Para establecer estos tipos y subtipos lo haremos utilizando las constantes que se incluyen en la librería.

Constantes que aparecen en la librería gvsig.geom para la creación de geometrías:

#GeometryTypes
AGGREGATE = Geometry.TYPES.AGGREGATE
ARC = Geometry.TYPES.ARC
CIRCLE = Geometry.TYPES.CIRCLE
CURVE = Geometry.TYPES.CURVE
ELLIPSE = Geometry.TYPES.ELLIPSE
ELLIPTICARC = Geometry.TYPES.ELLIPTICARC
GEOMETRY = Geometry.TYPES.GEOMETRY
MULTICURVE = Geometry.TYPES.MULTICURVE
MULTIPOINT = Geometry.TYPES.MULTIPOINT
MULTISOLID = Geometry.TYPES.MULTISOLID
MULTISURFACE = Geometry.TYPES.MULTISURFACE
NULL = Geometry.TYPES.NULL
POINT = Geometry.TYPES.POINT
SOLID =  Geometry.TYPES.SOLID
SPLINE = Geometry.TYPES.SPLINE
SURFACE = Geometry.TYPES.SURFACE

# Common named geometry types
POLYGON = Geometry.TYPES.SURFACE
LINE = Geometry.TYPES.CURVE
MULTILINE = Geometry.TYPES.MULTICURVE
MULTIPOLYGON = Geometry.TYPES.MULTISURFACE

# geometrySubTypes
D2 = Geometry.SUBTYPES.GEOM2D
D2M = Geometry.SUBTYPES.GEOM2DM
D3 = Geometry.SUBTYPES.GEOM3D
D3M = Geometry.SUBTYPES.GEOM3DM
UNKNOWN = Geometry.SUBTYPES.UNKNOWN

# Dimensions
DIMENSIONS = Geometry.DIMENSIONS

Ejemplo testeando la librería de geom:

import gvsig
reload(gvsig)
from gvsig import *
from gvsig import geom


def main(*args):

    # Create Polygon
    print "\nCreate Polygon"
    x = geom.createPolygon()
    pol_1 = geom.createPolygon(vertexes=[geom.createPoint(geom.D2, 4,5),geom.createPoint(geom.D2,3,3),geom.createPoint(geom.D2,3,2),geom.createPoint(geom.D2,4,5)])
    print "pol_1: ", pol_1.convertToWKT()
    pol_2 = geom.createPolygon(vertexes=[geom.createPoint(geom.D2,4,5),geom.createPoint(geom.D2,3,3),geom.createPoint(geom.D2,3,2),geom.createPoint(geom.D2,4,5)])
    print "pol_2: ", pol_2.convertToWKT()
    pol_3 = geom.createPolygon(vertexes=[geom.createPoint(geom.D2,4,5),geom.createPoint(geom.D2,3,3),geom.createPoint(geom.D2,3,2),geom.createPoint(geom.D2,4,5)])
    print "pol_3: ", pol_3.convertToWKT()
    pol_4 = geom.createPolygon(geom.D2,[(0,0),(10,10),[3,3],[3,6],[0,0]])
    print "pol_4: ", pol_4.convertToWKT()


    # Create MultiPolygon
    print "\nCreate MultiPolygon"
    multipolygon1 = geom.createMultiPolygon()
    multipolygon1.addSurface(pol_1)
    multipolygon1.addSurface(pol_2)
    multipolygon1.addSurface(pol_3)
    print "multipolygon1: ", multipolygon1.convertToWKT()

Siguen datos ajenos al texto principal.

//! HTTP server initialization and runtime setup.
//!
//! Handles storage connections, cache setup, and Axum server lifecycle.

use crate::application::services::{ShortenerService, SnippetService};
use crate::config::{Config, StorageKind};
use crate::crypto::{ContentCrypto, KeyDerivation};
use crate::domain::repositories::{SnippetRepository, UrlRepository};
use crate::infrastructure::cache::build_cache;
use crate::infrastructure::persistence::{
    InMemorySnippetRepository, InMemoryUrlRepository, PgSnippetRepository, PgUrlRepository,
};
use crate::routes::app_router;
use crate::state::AppState;

use anyhow::{Context, Result};
use axum::ServiceExt;
use axum::extract::Request;
use sqlx::PgPool;
use sqlx::postgres::PgPoolOptions;
use std::net::SocketAddr;
use std::num::NonZeroU32;
use std::sync::Arc;
use std::time::Duration;
use tokio_retry::Retry;
use tokio_retry::strategy::{ExponentialBackoff, jitter};

/// Connection attempts made before startup gives up.
const DB_CONNECT_ATTEMPTS: usize = 5;

/// Runs the HTTP server with the given configuration.
///
/// Initializes:
/// - Storage (PostgreSQL pool + migrations, or in-memory)
/// - Snippet and URL caches
/// - Axum HTTP server with graceful shutdown on Ctrl+C
///
/// # Errors
///
/// Returns an error if:
/// - Database connection or migration fails
/// - Server bind fails
/// - Server runtime error occurs
pub async fn run(config: Config) -> Result<()> {
    let (snippets, urls) = open_storage(&config).await?;
    let state = build_state(&config, snippets, urls)?;

    let app = app_router(state);

    let addr: SocketAddr = config
        .listen_addr
        .parse()
        .with_context(|| format!("Invalid LISTEN address '{}'", config.listen_addr))?;
    let listener = tokio::net::TcpListener::bind(addr).await?;
    tracing::info!("Listening on http://{addr}");

    axum::serve(
        listener,
        ServiceExt::<Request>::into_make_service_with_connect_info::<SocketAddr>(app),
    )
    .with_graceful_shutdown(shutdown_signal())
    .await?;

    tracing::info!("Server stopped");
    Ok(())
}

/// Wires services and caches over the given repositories.
///
/// # Errors
///
/// Returns an error if `kdf_iterations` is zero.
pub fn build_state(
    config: &Config,
    snippets: Arc<dyn SnippetRepository>,
    urls: Arc<dyn UrlRepository>,
) -> Result<AppState> {
    let iterations =
        NonZeroU32::new(config.kdf_iterations).context("KDF_ITERATIONS must be non-zero")?;
    let crypto = ContentCrypto::new(KeyDerivation::new(iterations));

    let snippet_service = SnippetService::new(
        snippets,
        build_cache("snippets", config.snippet_cache_capacity),
        crypto,
        config.max_snippet_bytes,
    );

    let shortener_service = ShortenerService::new(
        urls,
        build_cache("long_urls", config.url_cache_capacity),
        build_cache("short_ids", config.url_cache_capacity),
    );

    Ok(AppState::new(
        Arc::new(snippet_service),
        Arc::new(shortener_service),
        &config.base_url,
    ))
}

async fn open_storage(
    config: &Config,
) -> Result<(Arc<dyn SnippetRepository>, Arc<dyn UrlRepository>)> {
    match (config.storage, config.database_url.as_deref()) {
        (StorageKind::Postgres, Some(database_url)) => {
            let pool = connect_with_retry(config, database_url).await?;
            tracing::info!("Connected to database");

            sqlx::migrate!("./migrations")
                .run(&pool)
                .await
                .context("Failed to run migrations")?;

            let pool = Arc::new(pool);
            Ok((
                Arc::new(PgSnippetRepository::new(pool.clone())),
                Arc::new(PgUrlRepository::new(pool)),
            ))
        }
        (StorageKind::Postgres, None) => {
            anyhow::bail!("DATABASE_URL is required for postgres storage")
        }
        (StorageKind::Memory, _) => {
            tracing::warn!("Using in-memory storage; records are lost on restart");
            Ok((
                Arc::new(InMemorySnippetRepository::new()),
                Arc::new(InMemoryUrlRepository::new()),
            ))
        }
    }
}

/// Connects the pool, retrying with jittered exponential backoff.
async fn connect_with_retry(config: &Config, database_url: &str) -> Result<PgPool> {
    let options = PgPoolOptions::new()
        .max_connections(config.db_max_connections)
        .acquire_timeout(Duration::from_secs(config.db_connect_timeout))
        .idle_timeout(Duration::from_secs(config.db_idle_timeout))
        .max_lifetime(Duration::from_secs(config.db_max_lifetime));

    let strategy = ExponentialBackoff::from_millis(200)
        .max_delay(Duration::from_secs(5))
        .map(jitter)
        .take(DB_CONNECT_ATTEMPTS);

    Retry::spawn(strategy, || async {
        options.clone().connect(database_url).await.inspect_err(|e| {
            tracing::warn!(error = %e, "Database connection attempt failed");
        })
    })
    .await
    .context("Failed to connect to database")
}

async fn shutdown_signal() {
    if let Err(e) = tokio::signal::ctrl_c().await {
        tracing::error!("Failed to listen for shutdown signal: {e}");
        std::future::pending::<()>().await;
    }
    tracing::info!("Shutdown signal received");
}
//! Handler for short URL redirect.

use axum::{
    extract::{Path, State},
    response::{IntoResponse, Redirect},
};

use crate::error::AppError;
use crate::state::AppState;

/// Redirects a short id to its original URL.
///
/// # Endpoint
///
/// `GET /{short_id}`
///
/// The lookup is cache-aside: the `short_id -> long_url` cache is checked
/// first and repopulated from storage on a miss.
///
/// # Errors
///
/// Returns 404 Not Found if the short id doesn't exist.
pub async fn redirect_handler(
    Path(short_id): Path<String>,
    State(state): State<AppState>,
) -> Result<impl IntoResponse, AppError> {
    let long_url = state.shortener_service.get_long_url(&short_id).await?;

    Ok(Redirect::temporary(&long_url))
}
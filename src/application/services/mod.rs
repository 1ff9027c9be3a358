//! Business logic services for the application layer.

pub mod shortener_service;
pub mod snippet_service;

pub use shortener_service::ShortenerService;
pub use snippet_service::{ResolvedSnippet, SnippetService};
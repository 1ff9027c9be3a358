//! Cache service trait and statistics.

use serde::Serialize;

/// Point-in-time counters for one cache instance.
#[derive(Debug, Clone, Copy, Default, PartialEq, Eq, Serialize)]
pub struct CacheStats {
    pub entries: usize,
    pub capacity: usize,
    pub hits: u64,
    pub misses: u64,
    pub evictions: u64,
}

impl CacheStats {
    /// Returns hits / (hits + misses), or 0.0 before the first lookup.
    pub fn hit_rate(&self) -> f64 {
        let total = self.hits + self.misses;
        if total == 0 {
            0.0
        } else {
            self.hits as f64 / total as f64
        }
    }
}

/// Advisory in-memory cache keyed by string.
///
/// A cache is never the source of truth: every value it holds can be rebuilt
/// from storage, so implementations may drop entries at any time. Lookups
/// return owned clones; callers never hold references into the cache.
///
/// # Implementations
///
/// - [`crate::infrastructure::cache::LruCache`] - Bounded LRU cache
/// - [`crate::infrastructure::cache::NullCache`] - No-op implementation for disabled caching
pub trait CacheService<V>: Send + Sync {
    /// Returns a clone of the cached value and marks it most recently used.
    fn get(&self, key: &str) -> Option<V>;

    /// Inserts or replaces a value, evicting the least recently used entry
    /// when the cache is full.
    fn set(&self, key: &str, value: V);

    fn stats(&self) -> CacheStats;
}

#[cfg(test)]
mod tests {
    use super::*;

    #[test]
    fn test_hit_rate_without_lookups() {
        assert_eq!(CacheStats::default().hit_rate(), 0.0);
    }

    #[test]
    fn test_hit_rate() {
        let stats = CacheStats {
            hits: 3,
            misses: 1,
            ..CacheStats::default()
        };
        assert!((stats.hit_rate() - 0.75).abs() < f64::EPSILON);
    }
}
//! Infrastructure layer for external integrations.
//!
//! Implements interfaces defined by the domain layer.
//!
//! # Modules
//!
//! - [`cache`] - In-memory caching (LRU and no-op implementations)
//! - [`persistence`] - PostgreSQL and in-memory repository implementations

pub mod cache;
pub mod persistence;
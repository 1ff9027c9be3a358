//! DTOs for snippet endpoints.

use serde::{Deserialize, Serialize};
use validator::Validate;

/// Request to store a snippet.
#[derive(Debug, Deserialize, Validate)]
pub struct CreateSnippetRequest {
    #[validate(length(min = 1, message = "Content must not be empty"))]
    pub content: String,

    /// Optional passphrase. An empty string means "not encrypted", matching
    /// an empty form field.
    #[serde(default)]
    pub key: Option<String>,
}

impl CreateSnippetRequest {
    /// Splits the request into content and the effective passphrase.
    pub fn into_parts(self) -> (String, Option<String>) {
        (self.content, self.key.filter(|k| !k.is_empty()))
    }
}

/// Response for a stored snippet.
#[derive(Debug, Serialize, Deserialize)]
pub struct CreateSnippetResponse {
    pub id: String,
    pub link: String,
    pub encrypted: bool,
}

/// Snippet content as returned to readers.
///
/// `content` is the ciphertext while `encrypted` is `true`.
#[derive(Debug, Serialize, Deserialize)]
pub struct SnippetResponse {
    pub id: String,
    pub content: String,
    pub encrypted: bool,
}

/// Request to decrypt a snippet.
#[derive(Debug, Deserialize, Validate)]
pub struct UnlockSnippetRequest {
    #[validate(length(min = 1, message = "Key must not be empty"))]
    pub key: String,
}

#[cfg(test)]
mod tests {
    use super::*;

    #[test]
    fn test_empty_key_means_unencrypted() {
        let request: CreateSnippetRequest =
            serde_json::from_str(r#"{"content":"hello","key":""}"#).unwrap();

        let (content, key) = request.into_parts();
        assert_eq!(content, "hello");
        assert!(key.is_none());
    }

    #[test]
    fn test_missing_key_is_allowed() {
        let request: CreateSnippetRequest =
            serde_json::from_str(r#"{"content":"hello"}"#).unwrap();

        assert!(request.validate().is_ok());
        assert!(request.key.is_none());
    }

    #[test]
    fn test_empty_content_fails_validation() {
        let request: CreateSnippetRequest = serde_json::from_str(r#"{"content":""}"#).unwrap();

        assert!(request.validate().is_err());
    }
}
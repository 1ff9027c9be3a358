//! Helper functions used across the application:
//!
//! - [`code_generator`] - Random identifier generation and validation
//! - [`link`] - Shareable link construction
//! - [`url_normalizer`] - Long URL validation and canonicalization

pub mod code_generator;
pub mod link;
pub mod url_normalizer;
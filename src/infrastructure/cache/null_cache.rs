//! No-op cache implementation for disabled caching.

use super::service::{CacheService, CacheStats};
use tracing::debug;

/// A cache implementation that stores nothing.
///
/// Every lookup misses, so all reads go to storage. Used when a cache capacity
/// of zero is configured and in tests that exercise the storage path.
pub struct NullCache;

impl NullCache {
    pub fn new() -> Self {
        debug!("Using NullCache (caching disabled)");
        Self
    }
}

impl Default for NullCache {
    fn default() -> Self {
        Self::new()
    }
}

impl<V> CacheService<V> for NullCache {
    fn get(&self, _key: &str) -> Option<V> {
        None
    }

    fn set(&self, _key: &str, _value: V) {}

    fn stats(&self) -> CacheStats {
        CacheStats::default()
    }
}
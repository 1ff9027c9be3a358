//! HTTP request handlers for API endpoints.
//!
//! Each handler module corresponds to a logical grouping of endpoints.

pub mod health;
pub mod redirect;
pub mod shorten;
pub mod snippets;

pub use health::health_handler;
pub use redirect::redirect_handler;
pub use shorten::shorten_handler;
pub use snippets::{create_snippet_handler, snippet_handler, unlock_snippet_handler};
//! Authenticated encryption of snippet content.
//!
//! AES-256-GCM with a random 96-bit nonce per message. The stored text form is
//! `base64url(nonce || ciphertext || tag)` without padding.

use aes_gcm::{
    Aes256Gcm,
    aead::{Aead, KeyInit, generic_array::GenericArray},
};
use base64::Engine as _;
use base64::engine::general_purpose::URL_SAFE_NO_PAD;
use serde_json::json;

use super::kdf::DerivedKey;
use crate::error::AppError;

pub const NONCE_LEN: usize = 12;
pub const TAG_LEN: usize = 16;

#[derive(Debug, thiserror::Error, PartialEq, Eq)]
pub enum CipherError {
    /// Not valid base64, or too short to hold a nonce and a tag.
    #[error("Malformed ciphertext")]
    Malformed,

    /// The tag did not verify: wrong key or tampered ciphertext.
    #[error("Ciphertext authentication failed")]
    Authentication,

    #[error("Encryption failed")]
    Encryption,

    #[error("Randomness source failure")]
    Randomness,
}

impl From<CipherError> for AppError {
    fn from(e: CipherError) -> Self {
        match e {
            CipherError::Malformed | CipherError::Authentication => {
                AppError::decryption_failed("Invalid encryption key", json!({}))
            }
            CipherError::Encryption | CipherError::Randomness => {
                AppError::internal(e.to_string(), json!({}))
            }
        }
    }
}

/// Encrypts `plaintext` and returns the encoded `nonce || ciphertext || tag`.
///
/// # Errors
///
/// Returns [`CipherError::Randomness`] if a nonce cannot be generated.
pub fn encrypt(plaintext: &[u8], key: &DerivedKey) -> Result<String, CipherError> {
    let cipher =
        Aes256Gcm::new_from_slice(key.as_bytes()).map_err(|_| CipherError::Encryption)?;

    let mut nonce = [0u8; NONCE_LEN];
    getrandom::fill(&mut nonce).map_err(|_| CipherError::Randomness)?;

    let sealed = cipher
        .encrypt(GenericArray::from_slice(&nonce), plaintext)
        .map_err(|_| CipherError::Encryption)?;

    let mut payload = Vec::with_capacity(NONCE_LEN + sealed.len());
    payload.extend_from_slice(&nonce);
    payload.extend_from_slice(&sealed);

    Ok(URL_SAFE_NO_PAD.encode(payload))
}

/// Decodes and decrypts a value produced by [`encrypt`].
///
/// Never returns unauthenticated bytes.
///
/// # Errors
///
/// - [`CipherError::Malformed`] if the text cannot be decoded
/// - [`CipherError::Authentication`] on wrong key or tampering
pub fn decrypt(encoded: &str, key: &DerivedKey) -> Result<Vec<u8>, CipherError> {
    let payload = URL_SAFE_NO_PAD
        .decode(encoded)
        .map_err(|_| CipherError::Malformed)?;

    if payload.len() < NONCE_LEN + TAG_LEN {
        return Err(CipherError::Malformed);
    }

    let (nonce, sealed) = payload.split_at(NONCE_LEN);

    let cipher =
        Aes256Gcm::new_from_slice(key.as_bytes()).map_err(|_| CipherError::Authentication)?;

    cipher
        .decrypt(GenericArray::from_slice(nonce), sealed)
        .map_err(|_| CipherError::Authentication)
}

#[cfg(test)]
mod tests {
    use super::*;
    use crate::crypto::kdf::KeyDerivation;
    use crate::domain::entities::{SALT_LEN, Salt};
    use std::num::NonZeroU32;

    fn key(passphrase: &str) -> DerivedKey {
        KeyDerivation::new(NonZeroU32::new(1_000).unwrap())
            .derive(passphrase, &Salt::new([5u8; SALT_LEN]))
    }

    #[test]
    fn test_decrypt_recovers_plaintext() {
        let k = key("correct-horse");
        let encoded = encrypt(b"secret note", &k).unwrap();

        assert_eq!(decrypt(&encoded, &k).unwrap(), b"secret note");
    }

    #[test]
    fn test_output_is_url_safe_text() {
        let encoded = encrypt(b"secret note", &key("pw")).unwrap();

        assert!(
            encoded
                .chars()
                .all(|c| c.is_ascii_alphanumeric() || c == '-' || c == '_')
        );
        assert_ne!(encoded, "secret note");
    }

    #[test]
    fn test_fresh_nonce_per_encryption() {
        let k = key("pw");
        let a = encrypt(b"same", &k).unwrap();
        let b = encrypt(b"same", &k).unwrap();

        assert_ne!(a, b);
    }

    #[test]
    fn test_wrong_key_fails_authentication() {
        let encoded = encrypt(b"secret note", &key("correct-horse")).unwrap();

        assert_eq!(
            decrypt(&encoded, &key("wrong-pass")).unwrap_err(),
            CipherError::Authentication
        );
    }

    #[test]
    fn test_tampered_ciphertext_fails_authentication() {
        let k = key("pw");
        let encoded = encrypt(b"secret note", &k).unwrap();

        let mut raw = URL_SAFE_NO_PAD.decode(&encoded).unwrap();
        let last = raw.len() - 1;
        raw[last] ^= 0x01;
        let tampered = URL_SAFE_NO_PAD.encode(raw);

        assert_eq!(
            decrypt(&tampered, &k).unwrap_err(),
            CipherError::Authentication
        );
    }

    #[test]
    fn test_malformed_input() {
        let k = key("pw");

        assert_eq!(decrypt("***", &k).unwrap_err(), CipherError::Malformed);
        assert_eq!(
            decrypt(&URL_SAFE_NO_PAD.encode([0u8; 10]), &k).unwrap_err(),
            CipherError::Malformed
        );
    }

    #[test]
    fn test_empty_plaintext_round_trips() {
        let k = key("pw");
        let encoded = encrypt(b"", &k).unwrap();

        assert!(decrypt(&encoded, &k).unwrap().is_empty());
    }

    #[test]
    fn test_cipher_errors_map_to_app_errors() {
        assert!(matches!(
            AppError::from(CipherError::Authentication),
            AppError::DecryptionFailed { .. }
        ));
        assert!(matches!(
            AppError::from(CipherError::Malformed),
            AppError::DecryptionFailed { .. }
        ));
        assert!(matches!(
            AppError::from(CipherError::Randomness),
            AppError::Internal { .. }
        ));
    }
}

    multipolygon2 = geom.createMultiPolygon(polygons=[pol_1, pol_2, pol_3])
    print "multipolygon2: ", multipolygon2.convertToWKT()

    p2 = geom.createPoint(geom.D2,1,2)
    print "p2:", p2
    line2 = geom.createLine(geom.D2, [[10,19],p2,[5,2]])
    print line2
    print line2.convertToWKT()

    y = geom.createPoint(geom.D3M,10,1,5,8)
    z = geom.createPoint(geom.D3,10, 1, 5)
    print "point y: ", y,type(y)
    print "point z", z, type(z)

    print "preparing 3d"
    x = geom.createLine(geom.D3M,[(10,10,100,8),(1,95,2,8)])
    print x.convertToWKT()

    # Create point
    print "\nCreate Point"
    point1 = geom.createPoint(geom.D2,10, 10)
    point2 = geom.createGeometry(geom.POINT)
    point2.setX(15)
    point2.setY(15)
    print "Point1: ", point1
    print "Point2: ", point2

    point1 = geom.createPoint(geom.D2,10, 10)
    # Create line
    print "\nCreate Line"
    line1 = geom.createGeometry(geom.LINE)
    line1.addVertex(geom.createPoint(geom.D2,0,0))
    line1.addVertex(geom.createPoint(geom.D2,10,10))
    print "Line1: ", line1.convertToWKT()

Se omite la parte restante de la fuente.